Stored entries
((
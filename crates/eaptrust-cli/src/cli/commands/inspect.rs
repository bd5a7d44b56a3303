//! `eaptrust inspect` - decode and check a server certificate chain.

use anyhow::Result;
use colored::Colorize;
use serde::Serialize;

use eaptrust::prompt::signature_excerpt;
use eaptrust::{load_pem_chain, CertChain, ServerCertificate};

use super::Context;
use crate::cli::args::InspectArgs;
use crate::output::{print_json, yes_no, OutputFormat};

#[derive(Debug, Serialize)]
struct CertSummary {
    depth: u32,
    subject: String,
    issuer: String,
    common_name: String,
    organization: String,
    is_ca: bool,
    self_signed: bool,
    signature: String,
    fingerprint: String,
}

#[derive(Debug, Serialize)]
struct InspectReport {
    source: String,
    certificates: Vec<CertSummary>,
    valid: bool,
    error: Option<String>,
}

pub async fn execute(ctx: Context, args: InspectArgs) -> Result<()> {
    let mut certs = load_pem_chain(&args.chain).await?;
    if args.reverse {
        certs.reverse();
    }
    let report = build_report(args.chain.display().to_string(), certs)?;

    match ctx.output_format {
        OutputFormat::Json => print_json(&report)?,
        OutputFormat::Pretty => print_report(&report),
    }
    Ok(())
}

fn build_report(source: String, certs: Vec<ServerCertificate>) -> Result<InspectReport> {
    let mut chain = CertChain::new();
    for (depth, cert) in certs.into_iter().enumerate() {
        chain.insert(u32::try_from(depth)?, cert)?;
    }

    let certificates = chain
        .iter()
        .map(|entry| CertSummary {
            depth: entry.depth,
            subject: entry.cert.subject().to_string(),
            issuer: entry.cert.issuer().to_string(),
            common_name: entry.subject.common_name.clone(),
            organization: entry.subject.organization.clone(),
            is_ca: entry.cert.is_ca(),
            self_signed: entry.cert.is_self_signed(),
            signature: signature_excerpt(entry.cert.signature()),
            fingerprint: entry.cert.fingerprint().to_string(),
        })
        .collect();

    let error = chain.validate().err().map(|e| e.to_string());
    Ok(InspectReport {
        source,
        certificates,
        valid: error.is_none(),
        error,
    })
}

fn print_report(report: &InspectReport) {
    println!("{} {}", "Chain:".bold(), report.source);
    println!();

    for cert in &report.certificates {
        let role = match cert.depth {
            0 => "server",
            d if d as usize + 1 == report.certificates.len() => "root",
            _ => "intermediate",
        };
        println!(
            "  {} {} ({})",
            format!("[{}]", cert.depth).cyan(),
            cert.common_name.bold(),
            role.dimmed()
        );
        println!("      {} {}", "subject:".dimmed(), cert.subject);
        println!("      {} {}", "issuer:".dimmed(), cert.issuer);
        if !cert.organization.is_empty() {
            println!("      {} {}", "organization:".dimmed(), cert.organization);
        }
        println!(
            "      {} {}  {} {}",
            "CA:".dimmed(),
            yes_no(cert.is_ca),
            "self-signed:".dimmed(),
            yes_no(cert.self_signed)
        );
        println!("      {} {}", "signature:".dimmed(), cert.signature);
        println!("      {} {}", "sha256:".dimmed(), cert.fingerprint);
    }

    println!();
    match &report.error {
        None => println!("{} chain is complete and anchored", "OK:".green().bold()),
        Some(e) => println!("{} {}", "Invalid:".red().bold(), e),
    }
}

#[cfg(test)]
mod tests {
    use super::*;

    fn cert(subject: &str, issuer: &str, ca: bool) -> ServerCertificate {
        ServerCertificate::from_parts(
            format!("CN={subject}"),
            format!("CN={issuer}"),
            vec![0xab; 12],
            ca,
        )
    }

    #[test]
    fn report_for_valid_chain() {
        let report = build_report(
            "chain.pem".into(),
            vec![cert("radius", "root", false), cert("root", "root", true)],
        )
        .unwrap();
        assert!(report.valid);
        assert_eq!(report.certificates.len(), 2);
        assert!(report.certificates[1].self_signed);
        assert_eq!(report.certificates[0].signature, "abababababababab");
    }

    #[test]
    fn report_carries_validation_error() {
        let report = build_report(
            "chain.pem".into(),
            vec![cert("radius", "other", false), cert("root", "root", true)],
        )
        .unwrap();
        assert!(!report.valid);
        assert!(report.error.is_some());
    }

    #[test]
    fn nameless_certificate_fails() {
        let nameless = ServerCertificate::from_parts("O=x", "O=x", vec![1], false);
        assert!(build_report("c.pem".into(), vec![nameless]).is_err());
    }
}
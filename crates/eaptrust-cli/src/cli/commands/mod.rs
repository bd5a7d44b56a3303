//! Command implementations.

pub mod config;
pub mod connect;
pub mod inspect;

use std::path::PathBuf;

use crate::output::OutputFormat;

/// Shared context for all commands.
#[derive(Debug, Clone)]
pub struct Context {
    /// Output format
    pub output_format: OutputFormat,

    /// Handler config file
    pub handler_config: PathBuf,

    /// Saved network state
    pub state_file: PathBuf,

    /// Verbose output
    pub verbose: bool,
}
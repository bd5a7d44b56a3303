//! PEM certificate bundles.
//!
//! A bundle lists the chain the way servers send it: server certificate
//! first, then each issuer. Position in the file becomes the depth.

use std::path::Path;

use eaptrust_core::{Result, ServerCertificate, TrustError};

const CERTIFICATE_TAG: &str = "CERTIFICATE";

/// Read a PEM bundle from disk.
pub async fn load_pem_chain(path: &Path) -> Result<Vec<ServerCertificate>> {
    let source = path.display().to_string();
    let bytes = tokio::fs::read(path)
        .await
        .map_err(|e| TrustError::io(source.clone(), e))?;
    parse_pem_chain(&bytes, &source)
}

/// Decode every `CERTIFICATE` block in `bytes`, leaf first.
///
/// Other blocks (keys, CRLs) are skipped. A bundle without any certificate
/// is an error.
pub fn parse_pem_chain(bytes: &[u8], source: &str) -> Result<Vec<ServerCertificate>> {
    let blocks = pem::parse_many(bytes).map_err(|e| TrustError::PemDecode {
        path: source.to_string(),
        reason: e.to_string(),
    })?;

    let certs = blocks
        .iter()
        .filter(|b| b.tag() == CERTIFICATE_TAG)
        .map(|b| ServerCertificate::from_der(b.contents()))
        .collect::<Result<Vec<_>>>()?;

    if certs.is_empty() {
        return Err(TrustError::PemDecode {
            path: source.to_string(),
            reason: "no CERTIFICATE blocks".into(),
        });
    }
    tracing::debug!(source, count = certs.len(), "loaded certificate bundle");
    Ok(certs)
}

#[cfg(test)]
mod tests {
    use super::*;
    use rcgen::{
        BasicConstraints, CertificateParams, DnType, IsCa, KeyPair,
    };

    fn ca_and_server() -> (String, String) {
        let ca_key = KeyPair::generate().unwrap();
        let mut ca_params = CertificateParams::new(Vec::<String>::new()).unwrap();
        ca_params.distinguished_name.push(DnType::CommonName, "Bundle Root");
        ca_params.is_ca = IsCa::Ca(BasicConstraints::Unconstrained);
        let ca = ca_params.self_signed(&ca_key).unwrap();

        let server_key = KeyPair::generate().unwrap();
        let mut server_params = CertificateParams::new(vec!["radius.example".to_string()]).unwrap();
        server_params.distinguished_name.push(DnType::CommonName, "radius.example");
        let server = server_params.signed_by(&server_key, &ca, &ca_key).unwrap();

        (ca.pem(), server.pem())
    }

    #[test]
    fn parses_leaf_first_bundle() {
        let (ca, server) = ca_and_server();
        let bundle = format!("{server}{ca}");
        let certs = parse_pem_chain(bundle.as_bytes(), "test").unwrap();

        assert_eq!(certs.len(), 2);
        assert!(certs[0].subject().contains("radius.example"));
        assert!(!certs[0].is_ca());
        assert!(certs[1].is_ca());
        assert_eq!(certs[0].issuer(), certs[1].subject());
    }

    #[test]
    fn skips_non_certificate_blocks() {
        let (ca, _) = ca_and_server();
        let key = KeyPair::generate().unwrap().serialize_pem();
        let bundle = format!("{key}{ca}");
        let certs = parse_pem_chain(bundle.as_bytes(), "test").unwrap();
        assert_eq!(certs.len(), 1);
    }

    #[test]
    fn rejects_bundle_without_certificates() {
        let err = parse_pem_chain(b"not pem at all", "junk.pem").unwrap_err();
        assert!(matches!(err, TrustError::PemDecode { .. }));
    }

    #[tokio::test]
    async fn loads_bundle_from_disk() {
        let (ca, server) = ca_and_server();
        let dir = tempfile::tempdir().unwrap();
        let path = dir.path().join("chain.pem");
        std::fs::write(&path, format!("{server}{ca}")).unwrap();

        let certs = load_pem_chain(&path).await.unwrap();
        assert_eq!(certs.len(), 2);
    }

    #[tokio::test]
    async fn missing_bundle_is_io_error() {
        let dir = tempfile::tempdir().unwrap();
        let err = load_pem_chain(&dir.path().join("absent.pem"))
            .await
            .unwrap_err();
        assert!(matches!(err, TrustError::Io { .. }));
    }
}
))
- What the exercise asks -
Among the entries above, how many lines contain the string "ServerCertificate"? Only the number should be given.

- Completed task -
9